**WORK REQUEST:**
From the line with "use crate::instance_provider::ElementInstanceAnyPtr;" through the line with "declaration order and", inclusive, return each line of the data below exactly and leave the rest out.
START TASK DATA
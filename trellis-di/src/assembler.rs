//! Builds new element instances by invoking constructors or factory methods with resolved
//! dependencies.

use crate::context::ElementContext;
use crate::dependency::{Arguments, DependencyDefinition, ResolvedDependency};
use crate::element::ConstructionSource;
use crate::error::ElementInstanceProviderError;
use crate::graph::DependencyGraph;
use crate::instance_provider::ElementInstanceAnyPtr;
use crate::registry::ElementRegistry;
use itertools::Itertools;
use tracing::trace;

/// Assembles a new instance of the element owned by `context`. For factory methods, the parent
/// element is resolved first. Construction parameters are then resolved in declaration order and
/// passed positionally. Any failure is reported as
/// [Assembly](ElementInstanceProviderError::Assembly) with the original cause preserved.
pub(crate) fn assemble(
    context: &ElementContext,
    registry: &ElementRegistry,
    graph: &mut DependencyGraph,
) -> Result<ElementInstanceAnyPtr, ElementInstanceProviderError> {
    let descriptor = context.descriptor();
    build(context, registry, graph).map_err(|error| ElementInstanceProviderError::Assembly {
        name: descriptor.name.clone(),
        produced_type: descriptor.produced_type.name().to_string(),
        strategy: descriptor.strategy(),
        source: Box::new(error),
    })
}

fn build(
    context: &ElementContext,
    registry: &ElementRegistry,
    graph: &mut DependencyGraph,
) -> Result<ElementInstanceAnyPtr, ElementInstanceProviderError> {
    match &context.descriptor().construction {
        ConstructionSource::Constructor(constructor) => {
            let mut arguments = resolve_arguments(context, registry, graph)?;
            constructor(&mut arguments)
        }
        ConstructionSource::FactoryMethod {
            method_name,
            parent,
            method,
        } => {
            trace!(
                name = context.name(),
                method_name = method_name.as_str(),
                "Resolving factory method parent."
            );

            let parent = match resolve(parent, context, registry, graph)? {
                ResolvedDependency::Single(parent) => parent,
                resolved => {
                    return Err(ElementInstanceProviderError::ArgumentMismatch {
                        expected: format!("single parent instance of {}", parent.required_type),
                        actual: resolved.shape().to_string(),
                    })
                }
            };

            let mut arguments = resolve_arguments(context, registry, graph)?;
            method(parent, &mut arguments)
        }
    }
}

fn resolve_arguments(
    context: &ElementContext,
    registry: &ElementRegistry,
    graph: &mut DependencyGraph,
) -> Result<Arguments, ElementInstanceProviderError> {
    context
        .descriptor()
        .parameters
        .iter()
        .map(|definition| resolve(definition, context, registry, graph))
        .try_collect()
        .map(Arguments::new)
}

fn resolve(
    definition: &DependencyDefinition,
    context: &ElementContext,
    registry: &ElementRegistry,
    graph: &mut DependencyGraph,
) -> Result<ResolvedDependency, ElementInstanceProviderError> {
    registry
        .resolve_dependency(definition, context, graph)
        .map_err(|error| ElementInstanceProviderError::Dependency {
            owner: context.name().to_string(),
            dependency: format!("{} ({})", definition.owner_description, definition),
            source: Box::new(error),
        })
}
END TASK DATA
**RESPONSE TO THIS EXERCISE:**
use crate::instance_provider::ElementInstanceAnyPtr;
use crate::registry::ElementRegistry;
use itertools::Itertools;
use tracing::trace;

/// Assembles a new instance of the element owned by `context`. For factory methods, the parent
/// element is resolved first. Construction parameters are then resolved in declaration order and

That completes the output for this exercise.